Building Client/Server Applications Under VB .NET: An Example-Driven Approach - page 5


Foreword

You are probably thinking, "This is just another .NET book." That was what I thought at first, when I was asked to read a couple of draft chapters by Jeff. Well, I have to admit that this is not just another .NET book. Jeff has really done a fine job in this book; he describes the logical process and notes the considerations you must take into account to create excellent code. He uses examples of code and personal experience to effectively illustrate his points. Furthermore, Jeff has captured some keen insights in this book that have come from the projects he has worked on in the recent past. The reader will definitely benefit from these shared insights. I first met Jeff at a meeting with mutual customers over a year ago. Jeff was tasked with architecting, prototyping, and then leading a team of developers to create an application for this customer using the new Microsoft .NET Framework technology that was actually in beta at the time. I worked with Jeff on several of the challenges he faced. I was impressed by his professional skills and deep technical acumen. He uncovered some issues and really put me to task in assisting him in gathering answers because when Jeff asked for help, I came to expect that it was not a trivial issue.

The Microsoft .NET Framework technology and the Microsoft Visual Studio .NET developer product have created a lot of buzz and excitement with developers who have taken the time to try it. The enthusiasm being shared reminds me of the Visual Basic (VB) 1.0 days more than 10 years ago. For with VB 1.0, Microsoft Windows development became more commonplace and accessible to all. Visual Studio .NET has truly created a similar market phenomenon. The following are much more accessible to everyone: the power of object-oriented programming, services such as transactions and threading, reflections (which Jeff really does a fine job of explaining), and cross-language debugging (with more than 24 languages from which to choose). Moreover, the innovations in ASP.NET—such as the code behind, the core Extensible Markup Language (XML) and Web Services support available in the .NET Framework, or the new dataset object in ADO.NET—all combine to open new possibilities for developers to solve complex problems quickly.

It is probably that last point that typifies most developer experiences and is the most notable. Visual Studio .NET simply delivers on the promise of Rapid Application Development (RAD). That means there is more time to really do due diligence around the process and functional modeling that most developers forego. There are real possibilities of leveraging others' code using the object-oriented capabilities of the .NET Framework, and it is true that you simply write less code because of the rich class libraries in the .NET Framework. Powerful debugging delivers compressed time frames for testing, and server-side deployment for Windows Applications (WinForms) and Web Applications (WebForms) yields the lowest total cost of ownership in the industry. Jeff's book lays this all out for you in a logical and progressive fashion using plenty of examples and tips.

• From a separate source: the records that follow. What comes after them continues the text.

use chrono::{DateTime, Utc};
use serde::{Deserialize, Serialize};

/// Queue priority. Lower rank dequeues first.
#[derive(Debug, Clone, Copy, PartialEq, Eq, Serialize, Deserialize)]
#[serde(rename_all = "snake_case")]
pub enum JobPriority {
    High,
    Normal,
    Low,
}

impl JobPriority {
    /// Numeric rank used for ordering in the queue (0 = highest).
    pub fn rank(&self) -> i64 {
        match self {
            JobPriority::High => 0,
            JobPriority::Normal => 1,
            JobPriority::Low => 2,
        }
    }

    pub fn from_rank(rank: i64) -> Self {
        match rank {
            0 => JobPriority::High,
            1 => JobPriority::Normal,
            _ => JobPriority::Low,
        }
    }

    pub fn as_str(&self) -> &'static str {
        match self {
            JobPriority::High => "high",
            JobPriority::Normal => "normal",
            JobPriority::Low => "low",
        }
    }
}

/// Job state machine: pending -> processing -> {completed | pending(retry) | failed}.
#[derive(Debug, Clone, Copy, PartialEq, Eq, Serialize, Deserialize)]
#[serde(rename_all = "snake_case")]
pub enum JobStatus {
    Pending,
    Processing,
    Completed,
    Failed,
}

impl JobStatus {
    pub fn as_str(&self) -> &'static str {
        match self {
            JobStatus::Pending => "pending",
            JobStatus::Processing => "processing",
            JobStatus::Completed => "completed",
            JobStatus::Failed => "failed",
        }
    }

    pub fn parse(value: &str) -> Option<Self> {
        match value {
            "pending" => Some(JobStatus::Pending),
            "processing" => Some(JobStatus::Processing),
            "completed" => Some(JobStatus::Completed),
            "failed" => Some(JobStatus::Failed),
            _ => None,
        }
    }

    pub fn is_terminal(&self) -> bool {
        matches!(self, JobStatus::Completed | JobStatus::Failed)
    }
}

/// One unit of analysis work, persisted in the job queue.
#[derive(Debug, Clone, Serialize, Deserialize)]
pub struct AnalysisJob {
    pub id: i64,
    pub ticker: String,
    /// Provenance tag: "manual", "background", "reconciliation", ...
    pub source: String,
    pub priority: JobPriority,
    pub status: JobStatus,
    pub retry_count: i64,
    pub max_retries: i64,
    /// Not eligible for dequeue before this time.
    pub scheduled_at: DateTime<Utc>,
    pub started_at: Option<DateTime<Utc>>,
    pub completed_at: Option<DateTime<Utc>>,
    pub current_step: Option<String>,
    pub step_details: Option<String>,
    pub error_message: Option<String>,
    pub created_at: DateTime<Utc>,
}

/// Result of an enqueue call. `Skipped` means a non-terminal job already
/// exists for the ticker (single-flight), not an error.
#[derive(Debug, Clone, Copy, PartialEq, Eq)]
pub enum EnqueueOutcome {
    Enqueued(i64),
    Skipped,
}

impl EnqueueOutcome {
    pub fn job_id(&self) -> Option<i64> {
        match self {
            EnqueueOutcome::Enqueued(id) => Some(*id),
            EnqueueOutcome::Skipped => None,
        }
    }

    pub fn was_skipped(&self) -> bool {
        matches!(self, EnqueueOutcome::Skipped)
    }
}

/// What the pipeline reports back to the worker for a processed job.
#[derive(Debug, Clone, Copy, PartialEq, Eq)]
pub enum PipelineOutcome {
    Completed,
    /// The job was superseded by a forced re-enqueue while it ran; nothing
    /// was persisted.
    Superseded,
}

/// Overall recommendation bucket for a ticker.
#[derive(Debug, Clone, Copy, PartialEq, Eq, Serialize, Deserialize)]
#[serde(rename_all = "snake_case")]
pub enum OverallRating {
    StrongBuy,
    Buy,
    Hold,
    Avoid,
    StrongAvoid,
}

impl OverallRating {
    pub fn as_str(&self) -> &'static str {
        match self {
            OverallRating::StrongBuy => "strong_buy",
            OverallRating::Buy => "buy",
            OverallRating::Hold => "hold",
            OverallRating::Avoid => "avoid",
            OverallRating::StrongAvoid => "strong_avoid",
        }
    }

    pub fn parse(value: &str) -> Option<Self> {
        match value {
            "strong_buy" => Some(OverallRating::StrongBuy),
            "buy" => Some(OverallRating::Buy),
            "hold" => Some(OverallRating::Hold),
            "avoid" => Some(OverallRating::Avoid),
            "strong_avoid" => Some(OverallRating::StrongAvoid),
            _ => None,
        }
    }

    /// Human-readable label for the rating
    pub fn to_label(&self) -> &'static str {
        match self {
            OverallRating::StrongBuy => "Strong Buy",
            OverallRating::Buy => "Buy",
            OverallRating::Hold => "Hold",
            OverallRating::Avoid => "Avoid",
            OverallRating::StrongAvoid => "Strong Avoid",
        }
    }
}

/// Company fundamentals as returned by the data provider. Doubles as the
/// structured snapshot embedded in the micro result.
#[derive(Debug, Clone, Serialize, Deserialize)]
pub struct Fundamentals {
    pub ticker: String,
    pub sector: Option<String>,
    pub last_price: f64,
    pub market_cap: Option<f64>,
    pub pe_ratio: Option<f64>,
    pub eps: Option<f64>,
    pub revenue_growth: Option<f64>,
    pub debt_to_equity: Option<f64>,
    pub free_cash_flow: Option<f64>,
}

/// Technical indicators as returned by the data provider.
#[derive(Debug, Clone, Serialize, Deserialize)]
pub struct TechnicalIndicators {
    pub ticker: String,
    pub rsi: Option<f64>,
    pub sma_20: Option<f64>,
    pub sma_50: Option<f64>,
    pub macd: Option<f64>,
    pub macd_signal: Option<f64>,
    pub average_volume: Option<f64>,
    pub price_change_30d: Option<f64>,
}

/// Aggregated news sentiment as returned by the data provider.
#[derive(Debug, Clone, Serialize, Deserialize)]
pub struct NewsSentiment {
    pub ticker: String,
    /// -1.0 (bearish) to 1.0 (bullish)
    pub average_score: f64,
    pub article_count: i64,
    pub trend: String,
    pub top_themes: Vec<String>,
}

#[derive(Debug, Clone, Serialize, Deserialize)]
pub struct FilingExcerpt {
    pub form_type: String,
    pub filed_at: DateTime<Utc>,
    pub excerpt: String,
}

/// Regulatory filing excerpts (optional source).
#[derive(Debug, Clone, Serialize, Deserialize)]
pub struct FilingData {
    pub ticker: String,
    pub excerpts: Vec<FilingExcerpt>,
}

/// Extended fundamentals (optional source).
#[derive(Debug, Clone, Serialize, Deserialize)]
pub struct ExtendedFundamentals {
    pub ticker: String,
    pub quarterly_revenue: Vec<f64>,
    pub quarterly_net_income: Vec<f64>,
    pub insider_net_shares: Option<f64>,
    pub institutional_ownership: Option<f64>,
}

/// Everything gathered for one micro-scoring call. Optional sources that
/// failed to fetch are simply absent.
#[derive(Debug, Clone, Serialize, Deserialize)]
pub struct AnalysisBundle {
    pub fundamentals: Fundamentals,
    pub technicals: TechnicalIndicators,
    pub sentiment: NewsSentiment,
    #[serde(default)]
    pub filings: Option<FilingData>,
    #[serde(default)]
    pub extended: Option<ExtendedFundamentals>,
}

#[derive(Debug, Clone, Serialize, Deserialize)]
pub struct TechnicalSummary {
    pub score: f64,
    pub trend: String,
    pub momentum: f64,
    pub signals: Vec<String>,
}

#[derive(Debug, Clone, Serialize, Deserialize)]
pub struct SentimentSummary {
    pub score: f64,
    pub trend: String,
    pub news_volume: i64,
    pub themes: Vec<String>,
}

/// Per-ticker snapshot produced by the micro scorer. One row per ticker,
/// overwritten on each successful run.
#[derive(Debug, Clone, Serialize, Deserialize)]
pub struct MicroAnalysisResult {
    pub ticker: String,
    pub overall_rating: OverallRating,
    /// 0 to 100
    pub confidence_score: f64,
    pub financial_health_score: f64,
    pub technical: TechnicalSummary,
    pub sentiment: SentimentSummary,
    pub risks: Vec<String>,
    pub opportunities: Vec<String>,
    pub recommendation: String,
    #[serde(default)]
    pub filing_highlights: Option<Vec<String>>,
    #[serde(default)]
    pub fundamentals: Option<Fundamentals>,
    pub analyzed_at: DateTime<Utc>,
}

/// Sector-wide (or market-wide when `sector` is None) assessment, shared by
/// every ticker in the sector until it ages out.
#[derive(Debug, Clone, Serialize, Deserialize)]
pub struct MacroAnalysis {
    pub id: i64,
    pub sector: Option<String>,
    /// 0 to 100
    pub macro_score: f64,
    /// Multiplier applied to micro confidence, nominally in [0.5, 1.5].
    pub macro_factor: f64,
    pub market_condition: String,
    pub recommendation: String,
    pub themes: Vec<String>,
    pub opportunities: Vec<String>,
    pub risks: Vec<String>,
    pub created_at: DateTime<Utc>,
}

/// Combined persisted snapshot: micro fields + macro reference + integrated
/// score, keyed by ticker.
#[derive(Debug, Clone, Serialize, Deserialize)]
pub struct TickerAnalysis {
    pub ticker: String,
    pub micro: MicroAnalysisResult,
    pub macro_analysis_id: Option<i64>,
    /// clamp(round(confidence_score * macro_factor), 0, 100)
    pub integrated_score: i64,
    pub analyzed_at: DateTime<Utc>,
}

/// Per-ticker phase bookkeeping audited by the reconciliation sweep.
#[derive(Debug, Clone, Serialize, Deserialize)]
pub struct CompletionFlags {
    pub ticker: String,
    pub micro_done: bool,
    pub macro_done: bool,
    pub combined_done: bool,
}

impl CompletionFlags {
    pub fn is_complete(&self) -> bool {
        self.micro_done && self.macro_done && self.combined_done
    }
}

#[cfg(test)]
mod tests {
    use super::*;

    #[test]
    fn priority_rank_orders_high_first() {
        assert!(JobPriority::High.rank() < JobPriority::Normal.rank());
        assert!(JobPriority::Normal.rank() < JobPriority::Low.rank());
    }

    #[test]
    fn priority_rank_roundtrip() {
        for p in [JobPriority::High, JobPriority::Normal, JobPriority::Low] {
            assert_eq!(JobPriority::from_rank(p.rank()), p);
        }
    }

    #[test]
    fn status_roundtrip() {
        for s in [
            JobStatus::Pending,
            JobStatus::Processing,
            JobStatus::Completed,
            JobStatus::Failed,
        ] {
            assert_eq!(JobStatus::parse(s.as_str()), Some(s));
        }
        assert_eq!(JobStatus::parse("bogus"), None);
    }

    #[test]
    fn terminal_states() {
        assert!(!JobStatus::Pending.is_terminal());
        assert!(!JobStatus::Processing.is_terminal());
        assert!(JobStatus::Completed.is_terminal());
        assert!(JobStatus::Failed.is_terminal());
    }

    #[test]
    fn rating_roundtrip() {
        for r in [
            OverallRating::StrongBuy,
            OverallRating::Buy,
            OverallRating::Hold,
            OverallRating::Avoid,
            OverallRating::StrongAvoid,
        ] {
            assert_eq!(OverallRating::parse(r.as_str()), Some(r));
        }
    }

    #[test]
    fn flags_complete_only_when_all_set() {
        let mut flags = CompletionFlags {
            ticker: "AAPL".to_string(),
            micro_done: true,
            macro_done: true,
            combined_done: false,
        };
        assert!(!flags.is_complete());
        flags.combined_done = true;
        assert!(flags.is_complete());
    }
}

Now let me tell you a little about who I am: I graduated from Pacific Lutheran University in 1979 with a bachelor's degree in engineering/physics and a bachelor's degree in music (I play violin and classical guitar). I then earned my master's degree in electrical engineering (MSEE) from the University of Washington in 1983. I started work as a systems programmer for a Seattle-based engineering firm. I later worked for Hewlett-Packard and then was hired on at Microsoft in 1990 where I currently work as a .NET solutions architect.

I started my programming journey some 25 years ago when I was asked to automate a college physics lab using a Wyse programmable calculator that was the size of a small table. Wow, was that a blast! I then moved on to programming the following: a Univac 1170; an IBM 1130 using Hollerith cards and an IBM 029 card punch; an HP1000 RTE system using paper tape and a TTY terminal; an HP3000 using Fortran, Cobol, and RPG; a DEC VAX 11/780 using C; 8085 PIO boards using assembly; Microsoft Windows using C, C++, and Visual Basic. And now I am using C# in conjunction with the .NET Framework.

I must say that when I look back at the productivity gains and technology strides in this industry, it really is amazing. For those of you who are just starting your programming experience today, Visual Studio .NET is a great place to start. I dare say that you will be looking back some 25 years from now and see just as much progress. Who knows, computers will probably program themselves by then!